## [WHAT YOU SHOULD DO]
State how many lines of the records include the word "warn"; the reply is that number alone.

## [DATASET RECORDS]
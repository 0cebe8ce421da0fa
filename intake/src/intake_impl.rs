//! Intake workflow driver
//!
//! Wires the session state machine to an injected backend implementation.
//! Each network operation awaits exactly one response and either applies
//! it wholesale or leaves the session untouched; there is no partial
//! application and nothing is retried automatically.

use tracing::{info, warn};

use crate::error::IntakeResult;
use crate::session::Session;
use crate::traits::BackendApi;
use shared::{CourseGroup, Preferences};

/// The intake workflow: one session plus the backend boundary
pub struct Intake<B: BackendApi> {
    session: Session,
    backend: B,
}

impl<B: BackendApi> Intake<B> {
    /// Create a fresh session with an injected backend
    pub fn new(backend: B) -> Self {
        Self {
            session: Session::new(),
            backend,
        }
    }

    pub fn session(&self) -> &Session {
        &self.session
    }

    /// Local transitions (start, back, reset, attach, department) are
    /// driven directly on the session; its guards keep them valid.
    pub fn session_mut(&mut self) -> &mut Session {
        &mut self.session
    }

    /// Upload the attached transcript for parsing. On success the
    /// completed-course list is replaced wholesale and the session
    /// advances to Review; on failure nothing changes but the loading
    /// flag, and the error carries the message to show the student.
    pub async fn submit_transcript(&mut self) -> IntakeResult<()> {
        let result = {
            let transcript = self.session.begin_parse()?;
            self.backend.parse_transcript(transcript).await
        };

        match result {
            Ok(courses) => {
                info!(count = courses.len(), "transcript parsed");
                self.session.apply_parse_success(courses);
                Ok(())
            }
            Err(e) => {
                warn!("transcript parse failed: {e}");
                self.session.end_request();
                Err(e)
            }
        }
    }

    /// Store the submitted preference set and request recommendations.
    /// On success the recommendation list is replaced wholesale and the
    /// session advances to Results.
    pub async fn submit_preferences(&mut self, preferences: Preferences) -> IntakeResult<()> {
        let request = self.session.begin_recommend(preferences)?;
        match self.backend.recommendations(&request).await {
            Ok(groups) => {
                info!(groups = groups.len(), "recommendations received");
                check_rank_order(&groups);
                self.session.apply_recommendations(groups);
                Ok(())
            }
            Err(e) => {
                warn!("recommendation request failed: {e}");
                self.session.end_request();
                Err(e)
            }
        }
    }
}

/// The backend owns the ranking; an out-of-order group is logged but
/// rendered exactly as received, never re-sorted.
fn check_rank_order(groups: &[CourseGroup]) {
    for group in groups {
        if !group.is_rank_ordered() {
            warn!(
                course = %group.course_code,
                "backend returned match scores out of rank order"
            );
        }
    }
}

* * *

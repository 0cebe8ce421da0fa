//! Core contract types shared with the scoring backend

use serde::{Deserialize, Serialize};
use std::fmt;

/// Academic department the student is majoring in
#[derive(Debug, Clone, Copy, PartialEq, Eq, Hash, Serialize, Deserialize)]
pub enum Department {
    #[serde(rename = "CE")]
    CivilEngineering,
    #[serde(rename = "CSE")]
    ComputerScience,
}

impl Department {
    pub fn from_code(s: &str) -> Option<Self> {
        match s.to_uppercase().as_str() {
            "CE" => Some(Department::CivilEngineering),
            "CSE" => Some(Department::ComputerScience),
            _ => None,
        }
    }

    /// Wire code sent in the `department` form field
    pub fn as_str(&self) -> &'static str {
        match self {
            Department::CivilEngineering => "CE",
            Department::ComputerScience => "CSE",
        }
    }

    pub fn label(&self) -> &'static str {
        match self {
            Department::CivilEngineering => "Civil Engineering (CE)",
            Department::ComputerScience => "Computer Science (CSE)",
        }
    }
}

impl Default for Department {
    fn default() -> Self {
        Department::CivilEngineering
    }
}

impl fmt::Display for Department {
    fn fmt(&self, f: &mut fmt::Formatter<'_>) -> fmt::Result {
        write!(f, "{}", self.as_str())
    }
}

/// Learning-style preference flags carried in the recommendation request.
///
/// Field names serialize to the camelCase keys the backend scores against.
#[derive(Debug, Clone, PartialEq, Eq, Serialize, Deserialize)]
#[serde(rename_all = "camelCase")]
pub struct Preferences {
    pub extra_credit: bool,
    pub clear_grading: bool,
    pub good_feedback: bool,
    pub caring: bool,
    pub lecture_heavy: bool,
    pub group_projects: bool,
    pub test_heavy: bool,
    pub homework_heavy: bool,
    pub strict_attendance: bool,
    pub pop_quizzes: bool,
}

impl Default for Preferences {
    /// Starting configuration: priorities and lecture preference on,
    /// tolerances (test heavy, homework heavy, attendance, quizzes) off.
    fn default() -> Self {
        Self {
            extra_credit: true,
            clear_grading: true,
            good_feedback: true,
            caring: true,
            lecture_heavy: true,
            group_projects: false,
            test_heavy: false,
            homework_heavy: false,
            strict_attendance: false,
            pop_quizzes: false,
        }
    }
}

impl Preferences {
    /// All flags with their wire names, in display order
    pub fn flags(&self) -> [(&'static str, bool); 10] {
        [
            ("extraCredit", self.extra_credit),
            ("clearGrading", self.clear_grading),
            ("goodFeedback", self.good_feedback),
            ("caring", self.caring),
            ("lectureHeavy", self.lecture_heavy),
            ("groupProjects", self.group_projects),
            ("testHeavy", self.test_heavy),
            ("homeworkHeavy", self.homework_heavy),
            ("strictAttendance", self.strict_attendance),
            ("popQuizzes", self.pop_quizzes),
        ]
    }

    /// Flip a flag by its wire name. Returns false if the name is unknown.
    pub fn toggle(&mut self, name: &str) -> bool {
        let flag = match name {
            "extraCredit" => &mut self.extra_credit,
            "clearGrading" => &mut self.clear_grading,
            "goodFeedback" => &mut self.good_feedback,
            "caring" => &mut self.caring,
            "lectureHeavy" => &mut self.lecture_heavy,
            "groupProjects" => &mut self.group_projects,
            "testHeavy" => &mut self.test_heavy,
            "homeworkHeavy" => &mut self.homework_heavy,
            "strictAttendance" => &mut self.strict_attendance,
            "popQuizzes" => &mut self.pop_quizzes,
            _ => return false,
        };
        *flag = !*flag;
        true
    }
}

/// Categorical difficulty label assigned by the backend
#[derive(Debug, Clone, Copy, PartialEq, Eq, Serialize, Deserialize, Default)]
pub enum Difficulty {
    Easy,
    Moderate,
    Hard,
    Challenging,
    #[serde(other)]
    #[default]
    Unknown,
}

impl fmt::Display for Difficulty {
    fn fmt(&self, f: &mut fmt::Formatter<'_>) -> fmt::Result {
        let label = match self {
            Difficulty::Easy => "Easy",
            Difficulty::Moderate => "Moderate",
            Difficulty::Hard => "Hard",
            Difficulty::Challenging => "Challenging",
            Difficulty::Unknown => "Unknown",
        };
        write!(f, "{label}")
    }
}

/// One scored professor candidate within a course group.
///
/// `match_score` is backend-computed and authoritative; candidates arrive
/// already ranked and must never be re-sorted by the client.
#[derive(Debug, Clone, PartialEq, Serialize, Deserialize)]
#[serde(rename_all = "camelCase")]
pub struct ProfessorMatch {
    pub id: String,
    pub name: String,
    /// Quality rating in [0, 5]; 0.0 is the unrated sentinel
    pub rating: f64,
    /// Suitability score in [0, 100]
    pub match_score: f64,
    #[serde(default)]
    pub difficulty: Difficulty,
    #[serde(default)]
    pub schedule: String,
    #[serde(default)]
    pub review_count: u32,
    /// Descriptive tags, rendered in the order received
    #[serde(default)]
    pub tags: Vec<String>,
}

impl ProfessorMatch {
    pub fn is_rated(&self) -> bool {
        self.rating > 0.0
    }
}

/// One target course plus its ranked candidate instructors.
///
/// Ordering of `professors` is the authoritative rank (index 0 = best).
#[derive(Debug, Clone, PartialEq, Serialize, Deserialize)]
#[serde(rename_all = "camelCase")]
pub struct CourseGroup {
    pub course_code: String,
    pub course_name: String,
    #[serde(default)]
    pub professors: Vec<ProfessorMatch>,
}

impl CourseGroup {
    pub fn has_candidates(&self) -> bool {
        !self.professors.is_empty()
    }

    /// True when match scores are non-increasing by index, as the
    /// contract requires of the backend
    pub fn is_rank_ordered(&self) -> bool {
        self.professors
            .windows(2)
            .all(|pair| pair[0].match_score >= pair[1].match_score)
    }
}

## [ANSWER TO THE EXERCISE]
4